WHAT THIS TASK INVOLVES
Type out the entries again, matching each one exactly.
**** MATERIAL FOR THE TASK ****
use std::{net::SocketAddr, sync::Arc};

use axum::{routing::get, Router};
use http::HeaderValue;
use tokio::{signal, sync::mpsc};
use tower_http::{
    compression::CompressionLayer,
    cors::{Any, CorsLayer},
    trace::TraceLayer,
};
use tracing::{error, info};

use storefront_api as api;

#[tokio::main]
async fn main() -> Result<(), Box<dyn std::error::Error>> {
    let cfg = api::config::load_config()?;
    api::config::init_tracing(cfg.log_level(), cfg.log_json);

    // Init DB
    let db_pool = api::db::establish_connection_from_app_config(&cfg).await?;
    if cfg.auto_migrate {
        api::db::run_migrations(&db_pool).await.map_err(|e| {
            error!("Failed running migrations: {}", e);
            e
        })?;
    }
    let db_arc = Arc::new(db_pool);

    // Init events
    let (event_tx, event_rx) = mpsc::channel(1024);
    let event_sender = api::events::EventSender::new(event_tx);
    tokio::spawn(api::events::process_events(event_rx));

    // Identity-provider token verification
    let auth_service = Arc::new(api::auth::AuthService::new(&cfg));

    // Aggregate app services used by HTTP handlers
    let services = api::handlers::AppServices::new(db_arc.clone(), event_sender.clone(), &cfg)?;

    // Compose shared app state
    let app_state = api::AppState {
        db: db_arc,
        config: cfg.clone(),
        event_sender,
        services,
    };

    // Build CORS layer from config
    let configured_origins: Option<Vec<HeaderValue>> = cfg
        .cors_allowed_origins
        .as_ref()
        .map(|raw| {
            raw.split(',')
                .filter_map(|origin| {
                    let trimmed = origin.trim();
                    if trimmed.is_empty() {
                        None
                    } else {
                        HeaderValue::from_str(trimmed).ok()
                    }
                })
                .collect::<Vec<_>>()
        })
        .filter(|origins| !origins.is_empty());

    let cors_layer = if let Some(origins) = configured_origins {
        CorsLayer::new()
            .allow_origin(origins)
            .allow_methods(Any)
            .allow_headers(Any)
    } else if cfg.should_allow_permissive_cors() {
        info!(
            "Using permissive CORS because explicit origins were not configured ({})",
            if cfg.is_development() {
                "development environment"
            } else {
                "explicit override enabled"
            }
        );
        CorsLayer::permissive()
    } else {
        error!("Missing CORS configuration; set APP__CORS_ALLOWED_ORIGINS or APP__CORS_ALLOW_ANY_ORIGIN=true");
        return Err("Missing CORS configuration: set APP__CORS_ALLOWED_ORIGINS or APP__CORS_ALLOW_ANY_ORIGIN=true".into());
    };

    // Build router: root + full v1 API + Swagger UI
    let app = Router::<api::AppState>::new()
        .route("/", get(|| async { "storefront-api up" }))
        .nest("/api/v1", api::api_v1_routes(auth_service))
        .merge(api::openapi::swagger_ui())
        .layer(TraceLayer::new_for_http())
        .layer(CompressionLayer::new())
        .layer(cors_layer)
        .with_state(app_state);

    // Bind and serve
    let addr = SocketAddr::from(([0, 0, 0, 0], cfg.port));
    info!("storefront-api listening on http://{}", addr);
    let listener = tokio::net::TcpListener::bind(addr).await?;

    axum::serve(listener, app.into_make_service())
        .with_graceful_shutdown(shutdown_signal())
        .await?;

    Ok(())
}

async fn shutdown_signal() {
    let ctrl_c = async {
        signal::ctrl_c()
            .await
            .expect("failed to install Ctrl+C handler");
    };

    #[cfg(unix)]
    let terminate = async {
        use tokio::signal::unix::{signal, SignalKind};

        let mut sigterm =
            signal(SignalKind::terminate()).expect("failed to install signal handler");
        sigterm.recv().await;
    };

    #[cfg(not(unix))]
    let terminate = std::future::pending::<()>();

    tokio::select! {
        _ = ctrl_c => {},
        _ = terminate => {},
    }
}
****
SOLUTION TO THE EXERCISE
use std::{net::SocketAddr, sync::Arc};

use axum::{routing::get, Router};
use http::HeaderValue;
use tokio::{signal, sync::mpsc};
use tower_http::{
    compression::CompressionLayer,
    cors::{Any, CorsLayer},
    trace::TraceLayer,
};
use tracing::{error, info};

use storefront_api as api;

#[tokio::main]
async fn main() -> Result<(), Box<dyn std::error::Error>> {
    let cfg = api::config::load_config()?;
    api::config::init_tracing(cfg.log_level(), cfg.log_json);

    // Init DB
    let db_pool = api::db::establish_connection_from_app_config(&cfg).await?;
    if cfg.auto_migrate {
        api::db::run_migrations(&db_pool).await.map_err(|e| {
            error!("Failed running migrations: {}", e);
            e
        })?;
    }
    let db_arc = Arc::new(db_pool);

    // Init events
    let (event_tx, event_rx) = mpsc::channel(1024);
    let event_sender = api::events::EventSender::new(event_tx);
    tokio::spawn(api::events::process_events(event_rx));

    // Identity-provider token verification
    let auth_service = Arc::new(api::auth::AuthService::new(&cfg));

    // Aggregate app services used by HTTP handlers
    let services = api::handlers::AppServices::new(db_arc.clone(), event_sender.clone(), &cfg)?;

    // Compose shared app state
    let app_state = api::AppState {
        db: db_arc,
        config: cfg.clone(),
        event_sender,
        services,
    };

    // Build CORS layer from config
    let configured_origins: Option<Vec<HeaderValue>> = cfg
        .cors_allowed_origins
        .as_ref()
        .map(|raw| {
            raw.split(',')
                .filter_map(|origin| {
                    let trimmed = origin.trim();
                    if trimmed.is_empty() {
                        None
                    } else {
                        HeaderValue::from_str(trimmed).ok()
                    }
                })
                .collect::<Vec<_>>()
        })
        .filter(|origins| !origins.is_empty());

    let cors_layer = if let Some(origins) = configured_origins {
        CorsLayer::new()
            .allow_origin(origins)
            .allow_methods(Any)
            .allow_headers(Any)
    } else if cfg.should_allow_permissive_cors() {
        info!(
            "Using permissive CORS because explicit origins were not configured ({})",
            if cfg.is_development() {
                "development environment"
            } else {
                "explicit override enabled"
            }
        );
        CorsLayer::permissive()
    } else {
        error!("Missing CORS configuration; set APP__CORS_ALLOWED_ORIGINS or APP__CORS_ALLOW_ANY_ORIGIN=true");
        return Err("Missing CORS configuration: set APP__CORS_ALLOWED_ORIGINS or APP__CORS_ALLOW_ANY_ORIGIN=true".into());
    };

    // Build router: root + full v1 API + Swagger UI
    let app = Router::<api::AppState>::new()
        .route("/", get(|| async { "storefront-api up" }))
        .nest("/api/v1", api::api_v1_routes(auth_service))
        .merge(api::openapi::swagger_ui())
        .layer(TraceLayer::new_for_http())
        .layer(CompressionLayer::new())
        .layer(cors_layer)
        .with_state(app_state);

    // Bind and serve
    let addr = SocketAddr::from(([0, 0, 0, 0], cfg.port));
    info!("storefront-api listening on http://{}", addr);
    let listener = tokio::net::TcpListener::bind(addr).await?;

    axum::serve(listener, app.into_make_service())
        .with_graceful_shutdown(shutdown_signal())
        .await?;

    Ok(())
}

async fn shutdown_signal() {
    let ctrl_c = async {
        signal::ctrl_c()
            .await
            .expect("failed to install Ctrl+C handler");
    };

    #[cfg(unix)]
    let terminate = async {
        use tokio::signal::unix::{signal, SignalKind};

        let mut sigterm =
            signal(SignalKind::terminate()).expect("failed to install signal handler");
        sigterm.recv().await;
    };

    #[cfg(not(unix))]
    let terminate = std::future::pending::<()>();

    tokio::select! {
        _ = ctrl_c => {},
        _ = terminate => {},
    }
}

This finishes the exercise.